Word for word, transcribe the data below from the line with "tally.record_written();" to the line with "let mut seq = 0_usize;", keeping both of those lines.

*** Opening Given data ***

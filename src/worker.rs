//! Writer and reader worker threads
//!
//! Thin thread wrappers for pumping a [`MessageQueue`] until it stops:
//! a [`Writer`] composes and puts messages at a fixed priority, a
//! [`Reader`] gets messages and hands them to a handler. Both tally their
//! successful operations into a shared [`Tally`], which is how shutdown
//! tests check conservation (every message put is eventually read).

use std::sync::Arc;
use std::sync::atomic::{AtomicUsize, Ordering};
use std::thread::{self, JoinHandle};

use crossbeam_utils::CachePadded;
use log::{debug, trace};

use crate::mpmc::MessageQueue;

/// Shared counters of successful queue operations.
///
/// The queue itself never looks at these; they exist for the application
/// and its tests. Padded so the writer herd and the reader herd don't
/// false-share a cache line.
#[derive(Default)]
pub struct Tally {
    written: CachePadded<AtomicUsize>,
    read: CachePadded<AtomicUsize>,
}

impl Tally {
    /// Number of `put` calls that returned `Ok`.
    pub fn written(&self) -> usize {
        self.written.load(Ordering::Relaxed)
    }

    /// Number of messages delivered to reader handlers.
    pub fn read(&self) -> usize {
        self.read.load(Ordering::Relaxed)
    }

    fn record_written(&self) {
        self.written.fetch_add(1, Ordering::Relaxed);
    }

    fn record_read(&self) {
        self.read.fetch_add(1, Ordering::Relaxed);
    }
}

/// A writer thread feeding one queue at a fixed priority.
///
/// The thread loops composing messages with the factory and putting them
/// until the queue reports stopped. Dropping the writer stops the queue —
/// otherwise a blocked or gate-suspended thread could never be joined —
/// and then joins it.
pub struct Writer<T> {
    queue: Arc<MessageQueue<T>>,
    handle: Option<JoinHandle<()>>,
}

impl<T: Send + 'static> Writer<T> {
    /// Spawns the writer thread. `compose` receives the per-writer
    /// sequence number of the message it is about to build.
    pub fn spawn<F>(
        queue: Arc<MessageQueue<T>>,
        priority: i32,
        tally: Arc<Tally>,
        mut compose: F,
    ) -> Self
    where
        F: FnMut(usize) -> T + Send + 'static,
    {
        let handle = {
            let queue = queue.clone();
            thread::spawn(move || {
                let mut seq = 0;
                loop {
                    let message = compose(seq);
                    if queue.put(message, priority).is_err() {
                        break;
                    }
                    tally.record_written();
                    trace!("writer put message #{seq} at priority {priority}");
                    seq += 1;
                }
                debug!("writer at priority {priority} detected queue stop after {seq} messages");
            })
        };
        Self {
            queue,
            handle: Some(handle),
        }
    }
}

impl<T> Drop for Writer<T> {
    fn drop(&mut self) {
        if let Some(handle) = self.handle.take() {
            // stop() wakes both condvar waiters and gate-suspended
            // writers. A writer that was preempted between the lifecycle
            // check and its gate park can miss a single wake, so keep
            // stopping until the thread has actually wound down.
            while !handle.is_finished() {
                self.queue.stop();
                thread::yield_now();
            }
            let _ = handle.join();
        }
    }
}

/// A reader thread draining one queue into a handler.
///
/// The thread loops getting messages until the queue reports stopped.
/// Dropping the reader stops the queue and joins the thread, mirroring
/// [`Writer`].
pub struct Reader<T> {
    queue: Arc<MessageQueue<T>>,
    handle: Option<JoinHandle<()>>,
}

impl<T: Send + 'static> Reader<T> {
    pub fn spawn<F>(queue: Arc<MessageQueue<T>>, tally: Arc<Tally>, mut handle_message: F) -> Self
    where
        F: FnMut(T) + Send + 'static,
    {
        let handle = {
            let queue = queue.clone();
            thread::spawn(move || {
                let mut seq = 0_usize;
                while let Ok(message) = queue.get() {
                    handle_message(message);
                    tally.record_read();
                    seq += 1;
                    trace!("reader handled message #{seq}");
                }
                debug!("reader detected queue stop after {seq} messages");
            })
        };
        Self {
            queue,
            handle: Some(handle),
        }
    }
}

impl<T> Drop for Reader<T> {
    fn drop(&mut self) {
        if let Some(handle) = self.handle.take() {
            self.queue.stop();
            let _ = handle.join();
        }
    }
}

*** Closing Given data ***

:: The completed task ::
                    tally.record_written();
                    trace!("writer put message #{seq} at priority {priority}");
                    seq += 1;
                }
                debug!("writer at priority {priority} detected queue stop after {seq} messages");
            })
        };
        Self {
            queue,
            handle: Some(handle),
        }
    }
}

impl<T> Drop for Writer<T> {
    fn drop(&mut self) {
        if let Some(handle) = self.handle.take() {
            // stop() wakes both condvar waiters and gate-suspended
            // writers. A writer that was preempted between the lifecycle
            // check and its gate park can miss a single wake, so keep
            // stopping until the thread has actually wound down.
            while !handle.is_finished() {
                self.queue.stop();
                thread::yield_now();
            }
            let _ = handle.join();
        }
    }
}

/// A reader thread draining one queue into a handler.
///
/// The thread loops getting messages until the queue reports stopped.
/// Dropping the reader stops the queue and joins the thread, mirroring
/// [`Writer`].
pub struct Reader<T> {
    queue: Arc<MessageQueue<T>>,
    handle: Option<JoinHandle<()>>,
}

impl<T: Send + 'static> Reader<T> {
    pub fn spawn<F>(queue: Arc<MessageQueue<T>>, tally: Arc<Tally>, mut handle_message: F) -> Self
    where
        F: FnMut(T) + Send + 'static,
    {
        let handle = {
            let queue = queue.clone();
            thread::spawn(move || {
                let mut seq = 0_usize;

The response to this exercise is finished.